EXERCISE: Count the lines of the data below that include the string "Violation", and provide nothing but the result.

DATA IN THIS EXERCISE:
□ □ □

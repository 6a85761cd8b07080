//! Immutable session context.
//!
//! Carries the process-wide sanitization inputs (salt, policy, timeouts)
//! into each session at construction, so the handlers never read ambient
//! global state.

use std::fmt;
use std::sync::Arc;
use std::time::Duration;

use crate::config::ProxyConfig;
use crate::error::ConfigResult;
use crate::sanitize::{ColumnPolicy, PatternPolicy};

/// Process-wide inputs shared by every session.
///
/// Read-only after startup. Cloning is cheap: the salt and the policy are
/// reference-counted.
#[derive(Clone)]
pub struct SessionContext {
    salt: Arc<[u8]>,
    policy: Arc<dyn ColumnPolicy>,
    sanitizing: bool,
    statement_timeout: Duration,
    upstream_address: Arc<str>,
    connect_timeout: Duration,
    session_buffer: usize,
}

impl SessionContext {
    /// Build the context from validated configuration.
    ///
    /// # Errors
    ///
    /// Returns an error if the sensitive-column patterns fail to compile.
    pub fn from_config(config: &ProxyConfig) -> ConfigResult<Self> {
        let policy = PatternPolicy::new(&config.sanitize.sensitive_columns)?;
        Ok(Self {
            salt: config.sanitize.salt_bytes().into(),
            policy: Arc::new(policy),
            sanitizing: config.sanitize.enabled,
            statement_timeout: Duration::from_secs(config.upstream.statement_timeout_secs),
            upstream_address: config.upstream.address.as_str().into(),
            connect_timeout: Duration::from_millis(config.upstream.connect_timeout_ms),
            session_buffer: config.listen.session_buffer,
        })
    }

    /// Replace the column policy, e.g. with a deployment-specific rule.
    #[must_use]
    pub fn with_policy(mut self, policy: Arc<dyn ColumnPolicy>) -> Self {
        self.policy = policy;
        self
    }

    /// Secret salt appended to values before hashing.
    #[must_use]
    pub fn salt(&self) -> &[u8] {
        &self.salt
    }

    /// The column sensitivity policy.
    #[must_use]
    pub fn policy(&self) -> &dyn ColumnPolicy {
        &*self.policy
    }

    /// Whether result-set rows are rewritten at all.
    #[must_use]
    pub fn sanitizing_enabled(&self) -> bool {
        self.sanitizing
    }

    /// Server-side statement execution time limit.
    #[must_use]
    pub fn statement_timeout(&self) -> Duration {
        self.statement_timeout
    }

    /// Upstream server address as `host:port`.
    #[must_use]
    pub fn upstream_address(&self) -> &str {
        &self.upstream_address
    }

    /// Upstream connect timeout.
    #[must_use]
    pub fn connect_timeout(&self) -> Duration {
        self.connect_timeout
    }

    /// Per-direction packet buffer for the session bridge.
    #[must_use]
    pub fn session_buffer(&self) -> usize {
        self.session_buffer
    }
}

impl fmt::Debug for SessionContext {
    fn fmt(&self, f: &mut fmt::Formatter<'_>) -> fmt::Result {
        // The salt is a secret; log its length only.
        f.debug_struct("SessionContext")
            .field("salt_len", &self.salt.len())
            .field("sanitizing", &self.sanitizing)
            .field("statement_timeout", &self.statement_timeout)
            .field("upstream_address", &self.upstream_address)
            .field("connect_timeout", &self.connect_timeout)
            .field("session_buffer", &self.session_buffer)
            .finish_non_exhaustive()
    }
}

#[cfg(test)]
mod tests {
    use super::*;
    use crate::config::SanitizeConfig;
    use crate::protocol::Column;
    use crate::sanitize::PassthroughPolicy;

    fn config_with_patterns() -> ProxyConfig {
        ProxyConfig {
            sanitize: SanitizeConfig {
                enabled: true,
                salt: "pepper".to_string(),
                sensitive_columns: vec!["email".to_string()],
            },
            ..ProxyConfig::default()
        }
    }

    fn email_column() -> Column {
        Column {
            name: "email".to_string(),
            length: 255,
            column_type: 0xFD,
            charset: 0x0021,
            flags: 0,
            decimals: 0,
        }
    }

    #[test]
    fn test_from_config_wires_fields() {
        let context = SessionContext::from_config(&config_with_patterns()).unwrap();
        assert_eq!(context.salt(), b"pepper");
        assert!(context.sanitizing_enabled());
        assert_eq!(context.statement_timeout(), Duration::from_secs(20));
        assert_eq!(context.upstream_address(), "localhost:3306");
        assert!(!context.policy().is_safe(&email_column()));
    }

    #[test]
    fn test_with_policy_overrides() {
        let context = SessionContext::from_config(&config_with_patterns())
            .unwrap()
            .with_policy(Arc::new(PassthroughPolicy));
        assert!(context.policy().is_safe(&email_column()));
    }

    #[test]
    fn test_debug_redacts_salt() {
        let context = SessionContext::from_config(&config_with_patterns()).unwrap();
        let debug = format!("{context:?}");
        assert!(!debug.contains("pepper"));
        assert!(debug.contains("salt_len"));
    }
}
//! Column sensitivity policy.
//!
//! Which columns need sanitizing is a deployment concern, not a protocol
//! one, so the session handler only sees the [`ColumnPolicy`] trait. The
//! shipped implementation matches column names against configured patterns;
//! deployments with different rules (type-based, schema-based) implement
//! the trait themselves.

use regex::RegexSetBuilder;

use crate::error::{ConfigError, ConfigResult};
use crate::protocol::Column;

/// Decides whether a column's values may pass through unsanitized.
///
/// Consulted once per column per result set; the session handler caches
/// the answer for the result set's lifetime.
pub trait ColumnPolicy: Send + Sync {
    /// True when values in this column are safe to forward verbatim.
    fn is_safe(&self, column: &Column) -> bool;
}

/// Name-based policy: a column is sensitive when any configured pattern
/// matches its name, case-insensitively.
#[derive(Debug)]
pub struct PatternPolicy {
    patterns: regex::RegexSet,
}

impl PatternPolicy {
    /// Compile the configured patterns.
    ///
    /// # Errors
    ///
    /// Returns [`ConfigError::InvalidPattern`] naming the first pattern
    /// that fails to compile.
    pub fn new(patterns: &[String]) -> ConfigResult<Self> {
        for pattern in patterns {
            if let Err(source) = regex::Regex::new(pattern) {
                return Err(ConfigError::InvalidPattern {
                    pattern: pattern.clone(),
                    source,
                });
            }
        }
        let patterns = RegexSetBuilder::new(patterns)
            .case_insensitive(true)
            .build()
            .map_err(|source| ConfigError::InvalidPattern {
                pattern: patterns.join(", "),
                source,
            })?;
        Ok(Self { patterns })
    }
}

impl ColumnPolicy for PatternPolicy {
    fn is_safe(&self, column: &Column) -> bool {
        !self.patterns.is_match(&column.name)
    }
}

/// Treats every column as safe. With this policy the relay is a pure
/// pass-through; useful for staged rollouts and in tests.
#[derive(Debug, Default)]
pub struct PassthroughPolicy;

impl ColumnPolicy for PassthroughPolicy {
    fn is_safe(&self, _column: &Column) -> bool {
        true
    }
}

#[cfg(test)]
mod tests {
    use super::*;

    fn named(name: &str) -> Column {
        Column {
            name: name.to_string(),
            length: 255,
            column_type: 0xFD,
            charset: 0x0021,
            flags: 0,
            decimals: 0,
        }
    }

    #[test]
    fn test_pattern_match_marks_unsafe() {
        let policy = PatternPolicy::new(&["email".to_string(), "^ssn$".to_string()]).unwrap();
        assert!(!policy.is_safe(&named("email")));
        assert!(!policy.is_safe(&named("user_email")));
        assert!(!policy.is_safe(&named("ssn")));
        assert!(policy.is_safe(&named("ssn_hash")));
        assert!(policy.is_safe(&named("id")));
    }

    #[test]
    fn test_matching_is_case_insensitive() {
        let policy = PatternPolicy::new(&["password".to_string()]).unwrap();
        assert!(!policy.is_safe(&named("PASSWORD")));
        assert!(!policy.is_safe(&named("Password_hash")));
    }

    #[test]
    fn test_empty_pattern_list_passes_everything() {
        let policy = PatternPolicy::new(&[]).unwrap();
        assert!(policy.is_safe(&named("email")));
    }

    #[test]
    fn test_invalid_pattern_is_named_in_error() {
        let err = PatternPolicy::new(&["[unclosed".to_string()]).unwrap_err();
        assert!(err.to_string().contains("[unclosed"));
    }

    #[test]
    fn test_passthrough_policy() {
        let policy = PassthroughPolicy;
        assert!(policy.is_safe(&named("email")));
        assert!(policy.is_safe(&named("ssn")));
    }
}
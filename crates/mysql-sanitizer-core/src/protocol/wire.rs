//! Length-encoded integer and string codec over packet payloads.
//!
//! MySQL's variable-width integer encoding: a first byte below 0xFB is the
//! value itself; 0xFB marks NULL (string contexts only); 0xFC, 0xFD and
//! 0xFE prefix 2-, 3- and 8-byte little-endian values.

use crate::error::{ProxyError, Result};
use crate::protocol::constants::{LENENC_NULL, LENENC_U16, LENENC_U24, LENENC_U64};

/// Cursor over a single packet payload.
///
/// Every read fails with a malformed-packet error when the payload is
/// shorter than the field layout declares; the cursor never panics on
/// truncated input.
#[derive(Debug)]
pub struct PayloadReader<'a> {
    buf: &'a [u8],
    pos: usize,
}

impl<'a> PayloadReader<'a> {
    #[must_use]
    pub fn new(buf: &'a [u8]) -> Self {
        Self { buf, pos: 0 }
    }

    /// Bytes not yet consumed.
    #[must_use]
    pub fn remaining(&self) -> usize {
        self.buf.len() - self.pos
    }

    #[must_use]
    pub fn is_empty(&self) -> bool {
        self.remaining() == 0
    }

    fn take(&mut self, n: usize) -> Result<&'a [u8]> {
        if self.remaining() < n {
            return Err(ProxyError::MalformedPacket {
                message: format!(
                    "payload truncated: need {n} bytes, {} remain",
                    self.remaining()
                ),
            });
        }
        let slice = &self.buf[self.pos..self.pos + n];
        self.pos += n;
        Ok(slice)
    }

    pub fn read_u8(&mut self) -> Result<u8> {
        Ok(self.take(1)?[0])
    }

    pub fn read_u16_le(&mut self) -> Result<u16> {
        let bytes = self.take(2)?;
        let mut raw = [0u8; 2];
        raw.copy_from_slice(bytes);
        Ok(u16::from_le_bytes(raw))
    }

    pub fn read_u32_le(&mut self) -> Result<u32> {
        let bytes = self.take(4)?;
        let mut raw = [0u8; 4];
        raw.copy_from_slice(bytes);
        Ok(u32::from_le_bytes(raw))
    }

    pub fn skip(&mut self, n: usize) -> Result<()> {
        self.take(n).map(|_| ())
    }

    /// Decode a length-encoded integer.
    ///
    /// The NULL marker is rejected here: it only has meaning in string
    /// contexts, which go through [`read_string_or_null`].
    ///
    /// [`read_string_or_null`]: PayloadReader::read_string_or_null
    pub fn read_lenenc_int(&mut self) -> Result<u64> {
        let first = self.read_u8()?;
        match first {
            0x00..=0xFA => Ok(u64::from(first)),
            LENENC_U16 => {
                let bytes = self.take(2)?;
                Ok(u64::from(bytes[0]) | u64::from(bytes[1]) << 8)
            }
            LENENC_U24 => {
                let bytes = self.take(3)?;
                Ok(u64::from(bytes[0]) | u64::from(bytes[1]) << 8 | u64::from(bytes[2]) << 16)
            }
            LENENC_U64 => {
                let bytes = self.take(8)?;
                let mut raw = [0u8; 8];
                raw.copy_from_slice(bytes);
                Ok(u64::from_le_bytes(raw))
            }
            _ => Err(ProxyError::MalformedPacket {
                message: format!("invalid length-encoded integer marker 0x{first:02x}"),
            }),
        }
    }

    /// Decode one length-encoded field: `None` for the NULL marker,
    /// otherwise the declared number of following bytes.
    pub fn read_string_or_null(&mut self) -> Result<Option<&'a [u8]>> {
        if self.buf.get(self.pos) == Some(&LENENC_NULL) {
            self.pos += 1;
            return Ok(None);
        }
        let len = self.read_lenenc_int()?;
        let len = usize::try_from(len).map_err(|_| ProxyError::MalformedPacket {
            message: format!("field length {len} exceeds addressable size"),
        })?;
        Ok(Some(self.take(len)?))
    }
}

/// Append a length-encoded integer in its minimal-width form.
pub fn write_lenenc_int(buf: &mut Vec<u8>, value: u64) {
    if value < 251 {
        buf.push(value as u8);
    } else if value < 0x1_0000 {
        buf.push(LENENC_U16);
        buf.extend_from_slice(&(value as u16).to_le_bytes());
    } else if value < 0x100_0000 {
        buf.push(LENENC_U24);
        buf.extend_from_slice(&(value as u32).to_le_bytes()[..3]);
    } else {
        buf.push(LENENC_U64);
        buf.extend_from_slice(&value.to_le_bytes());
    }
}

/// Append one length-encoded field, encoding `None` as the explicit NULL
/// marker.
pub fn write_string_or_null(buf: &mut Vec<u8>, value: Option<&[u8]>) {
    match value {
        Some(bytes) => {
            write_lenenc_int(buf, bytes.len() as u64);
            buf.extend_from_slice(bytes);
        }
        None => buf.push(LENENC_NULL),
    }
}

/// Bounded hex dump of payload bytes for fatal-path diagnostics.
#[must_use]
pub fn hex_preview(bytes: &[u8], max: usize) -> String {
    if bytes.len() <= max {
        hex::encode(bytes)
    } else {
        format!("{}.. ({} bytes)", hex::encode(&bytes[..max]), bytes.len())
    }
}
//! The Knowledge Loader (§4.3): compiles a [`crate::definitions::KnowledgeBaseDef`]
//! into universally-quantified axioms asserted into the [`Kernel`], in the
//! three fixed passes the distilled spec names — Licenses, then
//! Rights/Terms/Obligations, then Rules — and retains the lookup tables
//! (`rules`, `licenses`, `obligation_keys`) the checker needs afterwards.

use indexmap::{IndexMap, IndexSet};
use z3::ast::{Ast, Bool, Dynamic};
use z3::{Context, FuncDecl};

use crate::constraints::{self, Builder, Subjects};
use crate::definitions::{self, KnowledgeBaseDef, LicenseDef};
use crate::kernel::Kernel;
use crate::logging;

#[derive(Debug, Clone, Copy, PartialEq, Eq)]
pub enum RuleKind {
    Violation,
    Warning,
    Other,
}

impl RuleKind {
    fn parse(kind: Option<&str>) -> RuleKind {
        match kind {
            Some("violation") => RuleKind::Violation,
            Some("warning") => RuleKind::Warning,
            _ => RuleKind::Other,
        }
    }
}

#[derive(Debug, Clone)]
pub struct RuleMeta {
    pub key: String,
    pub kind: RuleKind,
}

/// Everything the loader derives from a [`KnowledgeBaseDef`] besides the
/// axioms themselves (those live only in the kernel's solver). This is the
/// read-only state a fork shares with its parent (§5, §9): wrap it in an
/// `Rc`/`Arc` at the call site, not here.
#[derive(Debug, Clone, Default)]
pub struct KnowledgeBase<'ctx> {
    /// Rule key → metadata, insertion-ordered so assumption vectors and MUS
    /// enumeration are deterministic (§8 Invariant 7).
    pub rules: IndexMap<String, RuleMeta>,
    /// License key → the stable `License` frame constant asserted about at
    /// load time; `subject::Stack::push_license` reuses this exact constant
    /// so `LicenseConstraint` facts line up with the ones just asserted.
    pub licenses: IndexMap<String, Dynamic<'ctx>>,
    /// Obligation keys (plain, or `key__variant` composites), in load order,
    /// used by `checker::extract_obligations`.
    pub obligation_keys: Vec<String>,
}

impl<'ctx> KnowledgeBase<'ctx> {
    pub fn rule_keys(&self) -> Vec<String> {
        self.rules.keys().cloned().collect()
    }
}

/// Compile `defs` into axioms on `kernel` and return the lookup tables the
/// checker needs. Never mutated again after this call (§3 Lifecycle).
pub fn load<'ctx>(kernel: &Kernel<'ctx>, defs: &KnowledgeBaseDef) -> KnowledgeBase<'ctx> {
    let builder = Builder::new(kernel);
    let mut kb = KnowledgeBase::default();

    load_licenses(kernel, defs, &mut kb);
    load_rights_and_terms(kernel, defs);
    load_obligations(kernel, &builder, defs, &mut kb);
    load_rules(kernel, &builder, defs, &mut kb);

    kb
}

fn conjoin<'ctx>(ctx: &'ctx Context, terms: &[Bool<'ctx>]) -> Bool<'ctx> {
    if terms.is_empty() {
        return Bool::from_bool(ctx, true);
    }
    let refs: Vec<&Bool<'ctx>> = terms.iter().collect();
    Bool::and(ctx, &refs)
}

fn constraint_term<'ctx>(
    kernel: &Kernel<'ctx>,
    relation: &FuncDecl<'ctx>,
    subject: &Dynamic<'ctx>,
    key: &str,
) -> Bool<'ctx> {
    let id = kernel.constraint_id(key);
    let kconst = kernel.constraint_const(id);
    relation
        .apply(&[subject as &dyn Ast<'ctx>, &kconst as &dyn Ast<'ctx>])
        .as_bool()
        .expect("*Constraint relations are boolean-valued")
}

// ---------------------------------------------------------------------
// Pass 1: Licenses
// ---------------------------------------------------------------------

/// For each license key and its `{constraint_key: bool | {"value": bool}}`
/// entries, assert `LicenseConstraint(L_const, k) = value` against a fresh
/// `License` constant stable for that key. Any malformed entry drops the
/// whole license (the source's `break`-and-skip, not a per-entry skip),
/// logged at `INFO` (§4.3, §7).
fn load_licenses<'ctx>(kernel: &Kernel<'ctx>, defs: &KnowledgeBaseDef, kb: &mut KnowledgeBase<'ctx>) {
    for (license_key, entries) in &defs.licenses {
        match compile_license_entries(entries) {
            Ok(values) => {
                let l_const = kernel.fresh_const(&kernel.sorts.license);
                for (k, value) in values {
                    let term = constraint_term(kernel, &kernel.relations.license_constraint, &l_const, &k);
                    kernel.assert(&if value { term } else { term.not() }, None);
                }
                kb.licenses.insert(license_key.clone(), l_const);
            }
            Err(bad_key) => logging::log(
                "INFO",
                "knowledge::licenses",
                &format!("skipping license '{license_key}': entry '{bad_key}' is not a bool or {{value: bool}}"),
            ),
        }
    }
}

fn compile_license_entries(entries: &LicenseDef) -> Result<Vec<(String, bool)>, String> {
    let mut out = Vec::with_capacity(entries.len());
    for (k, v) in entries {
        match definitions::bool_or_value_object(v) {
            Some(b) => out.push((k.clone(), b)),
            None => return Err(k.clone()),
        }
    }
    Ok(out)
}

// ---------------------------------------------------------------------
// Pass 2: Rights, Terms, Obligations
// ---------------------------------------------------------------------

/// Rights and Terms propagate from license to component with no extra
/// condition: `∀ l c. ComponentLicense(c,l) ⟹ ComponentConstraint(c,k) =
/// LicenseConstraint(l,k)`.
fn load_rights_and_terms<'ctx>(kernel: &Kernel<'ctx>, defs: &KnowledgeBaseDef) {
    for key in defs.constraints.rights.keys().chain(defs.constraints.terms.keys()) {
        let l = kernel.bound("l", &kernel.sorts.license.sort);
        let c = kernel.bound("c", &kernel.sorts.component.sort);

        let component_license = constraint_pair(&kernel.relations.component_license, &c, &l);
        let component_constraint = constraint_term(kernel, &kernel.relations.component_constraint, &c, key);
        let license_constraint = constraint_term(kernel, &kernel.relations.license_constraint, &l, key);

        let body = component_license.implies(&component_constraint._eq(&license_constraint));
        let axiom = z3::ast::forall_const(
            kernel.context(),
            &[&l as &dyn Ast, &c as &dyn Ast],
            &[],
            &body,
        );
        kernel.assert(&axiom, None);
    }
}

fn constraint_pair<'ctx>(relation: &FuncDecl<'ctx>, a: &Dynamic<'ctx>, b: &Dynamic<'ctx>) -> Bool<'ctx> {
    relation
        .apply(&[a as &dyn Ast<'ctx>, b as &dyn Ast<'ctx>])
        .as_bool()
        .expect("relation is boolean-valued")
}

/// Obligations (§4.3): with variants, each `k__vk` gets its own composed
/// setting/value axiom; without variants, a single axiom combines
/// `LicenseConstraint(l,k)` with a DNF-compiled setting via the
/// component-only builder (the asymmetry preserved from the source, §9).
fn load_obligations<'ctx>(
    kernel: &Kernel<'ctx>,
    builder: &Builder<'_, 'ctx>,
    defs: &KnowledgeBaseDef,
    kb: &mut KnowledgeBase<'ctx>,
) {
    let variant_clauses: IndexMap<String, Vec<Vec<String>>> = defs
        .constraints
        .variants
        .iter()
        .map(|(vk, vdef)| {
            (
                vk.clone(),
                constraints::parse_clauses(&vdef.setting, &format!("Constraints.Variants.{vk}.setting")),
            )
        })
        .collect();

    for (key, odef) in &defs.constraints.obligations {
        let setting_clauses = constraints::parse_clauses(&odef.setting, &format!("Constraints.Obligations.{key}.setting"));
        let value_clauses = odef
            .value
            .as_ref()
            .map(|v| constraints::parse_clauses(v, &format!("Constraints.Obligations.{key}.value")));

        match &odef.variants {
            Some(variant_overrides) => {
                let mut keys: IndexSet<String> = variant_overrides.keys().cloned().collect();
                keys.extend(variant_clauses.keys().cloned());

                for vk in &keys {
                    load_obligation_variant(
                        kernel,
                        builder,
                        key,
                        vk,
                        &setting_clauses,
                        value_clauses.as_deref(),
                        variant_overrides.get(vk),
                        variant_clauses.get(vk),
                        kb,
                    );
                }
            }
            None => load_obligation_no_variants(kernel, builder, key, &setting_clauses, kb),
        }
    }
}

#[allow(clippy::too_many_arguments)]
fn load_obligation_variant<'ctx>(
    kernel: &Kernel<'ctx>,
    builder: &Builder<'_, 'ctx>,
    key: &str,
    variant_key: &str,
    setting_clauses: &[Vec<String>],
    value_clauses: Option<&[Vec<String>]>,
    variant_override: Option<&crate::definitions::ObligationVariantDef>,
    variant_global_clauses: Option<&Vec<Vec<String>>>,
    kb: &mut KnowledgeBase<'ctx>,
) {
    let composite_key = format!("{key}__{variant_key}");
    let ctx = kernel.context();

    let l = kernel.bound("l", &kernel.sorts.license.sort);
    let c = kernel.bound("c", &kernel.sorts.component.sort);
    let subjects = Subjects::defaults(kernel).with_component(&c).with_license(&l);

    let obligation_setting = builder.cnf(setting_clauses, &subjects);
    let svar = variant_global_clauses.map(|cl| builder.cnf(cl, &subjects));
    let custom_setting = variant_override
        .and_then(|vo| vo.setting.as_ref())
        .map(|v| constraints::parse_clauses(v, &format!("Constraints.Obligations.{key}.variants.{variant_key}.setting")))
        .map(|cl| builder.cnf(&cl, &subjects));

    let mut setting_terms = vec![obligation_setting];
    setting_terms.extend(svar);
    setting_terms.extend(custom_setting);
    let setting = conjoin(ctx, &setting_terms);

    let obligation_value = value_clauses.map(|cl| builder.cnf(cl, &subjects));
    let custom_value = variant_override
        .and_then(|vo| vo.value.as_ref())
        .map(|v| constraints::parse_clauses(v, &format!("Constraints.Obligations.{key}.variants.{variant_key}.value")))
        .map(|cl| builder.cnf(&cl, &subjects));

    let license_term = constraint_term(kernel, &kernel.relations.license_constraint, &l, &composite_key);
    let value = match (&obligation_value, &custom_value) {
        (None, None) => license_term.clone(),
        _ => {
            let fragment = conjoin(
                ctx,
                &[
                    obligation_value.unwrap_or_else(|| Bool::from_bool(ctx, true)),
                    custom_value.unwrap_or_else(|| Bool::from_bool(ctx, true)),
                ],
            );
            Bool::or(ctx, &[&license_term, &fragment])
        }
    };

    let component_license = constraint_pair(&kernel.relations.component_license, &c, &l);
    let component_constraint = constraint_term(kernel, &kernel.relations.component_constraint, &c, &composite_key);
    let body = component_license.implies(&component_constraint._eq(&conjoin(ctx, &[setting, value])));
    let axiom = z3::ast::forall_const(ctx, &[&l as &dyn Ast, &c as &dyn Ast], &[], &body);
    kernel.assert(&axiom, None);

    kb.obligation_keys.push(composite_key);
}

fn load_obligation_no_variants<'ctx>(
    kernel: &Kernel<'ctx>,
    builder: &Builder<'_, 'ctx>,
    key: &str,
    setting_clauses: &[Vec<String>],
    kb: &mut KnowledgeBase<'ctx>,
) {
    let ctx = kernel.context();
    let l = kernel.bound("l", &kernel.sorts.license.sort);
    let c = kernel.bound("c", &kernel.sorts.component.sort);

    let license_term = constraint_term(kernel, &kernel.relations.license_constraint, &l, key);
    let value = if setting_clauses.is_empty() {
        license_term.clone()
    } else {
        let setting_dnf = builder.dnf_component_only(setting_clauses, &c);
        Bool::and(ctx, &[&license_term, &setting_dnf])
    };

    let component_license = constraint_pair(&kernel.relations.component_license, &c, &l);
    let component_constraint = constraint_term(kernel, &kernel.relations.component_constraint, &c, key);
    let body = component_license.implies(&component_constraint._eq(&value));
    let axiom = z3::ast::forall_const(ctx, &[&l as &dyn Ast, &c as &dyn Ast], &[], &body);
    kernel.assert(&axiom, None);

    kb.obligation_keys.push(key.to_string());
}

// ---------------------------------------------------------------------
// Pass 3: Rules
// ---------------------------------------------------------------------

/// `∀ m c. (ModuleComponent(m,c) ∧ setting) ⟹ require`, tagged by the rule
/// key so `Kernel::check` can selectively disable it later.
fn load_rules<'ctx>(
    kernel: &Kernel<'ctx>,
    builder: &Builder<'_, 'ctx>,
    defs: &KnowledgeBaseDef,
    kb: &mut KnowledgeBase<'ctx>,
) {
    let ctx = kernel.context();
    for (idx, rule) in defs.rules.iter().enumerate() {
        let key = rule.key.clone().unwrap_or_else(|| format!("rule_{idx}"));

        let setting_clauses = constraints::parse_clauses(&rule.setting, &format!("Rules[{idx}:{key}].setting"));
        let require_clauses = rule
            .require
            .as_ref()
            .map(|v| constraints::parse_clauses(v, &format!("Rules[{idx}:{key}].require")));

        let m = kernel.bound("m", &kernel.sorts.module.sort);
        let c = kernel.bound("c", &kernel.sorts.component.sort);
        let subjects = Subjects::defaults(kernel).with_module(&m).with_component(&c);

        let setting = builder.cnf(&setting_clauses, &subjects);
        let require = match &require_clauses {
            Some(cl) => builder.cnf(cl, &subjects),
            None => Bool::from_bool(ctx, false),
        };

        let module_component = constraint_pair(&kernel.relations.module_component, &m, &c);
        let antecedent = Bool::and(ctx, &[&module_component, &setting]);
        let body = antecedent.implies(&require);
        let axiom = z3::ast::forall_const(ctx, &[&m as &dyn Ast, &c as &dyn Ast], &[], &body);

        kernel.assert(&axiom, Some(&key));

        let kind = RuleKind::parse(rule.kind.as_deref());
        kb.rules.insert(key.clone(), RuleMeta { key, kind });
    }
}

#[cfg(test)]
mod tests {
    use super::*;
    use crate::config::EngineConfig;
    use crate::kernel::{self, CheckResult, Kernel};

    fn kb_from_json(ctx: &Context, json: &str) -> (Kernel<'_>, KnowledgeBase<'_>) {
        let defs: KnowledgeBaseDef = serde_json::from_str(json).unwrap();
        let kernel = Kernel::new(ctx, &EngineConfig::default());
        let kb = load(&kernel, &defs);
        (kernel, kb)
    }

    #[test]
    fn malformed_license_entry_drops_whole_license() {
        let ctx = kernel::build_context(&EngineConfig::default());
        let (_, kb) = kb_from_json(
            &ctx,
            r#"{ "Licenses": { "Bad": { "T1": "not-a-bool" }, "Good": { "T1": true } } }"#,
        );
        assert!(!kb.licenses.contains_key("Bad"));
        assert!(kb.licenses.contains_key("Good"));
    }

    #[test]
    fn rule_without_key_gets_a_generated_one() {
        let ctx = kernel::build_context(&EngineConfig::default());
        let (_, kb) = kb_from_json(&ctx, r#"{ "Rules": [{ "setting": [], "require": [] }] }"#);
        assert!(kb.rules.contains_key("rule_0"));
    }

    #[test]
    fn trivial_knowledge_base_is_sat_with_no_assumptions() {
        let ctx = kernel::build_context(&EngineConfig::default());
        let (kernel, kb) = kb_from_json(&ctx, "{}");
        assert_eq!(kernel.check(&kb.rule_keys()), CheckResult::Sat);
    }
}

□ □ □

OUTPUT FOR THIS EXERCISE: 2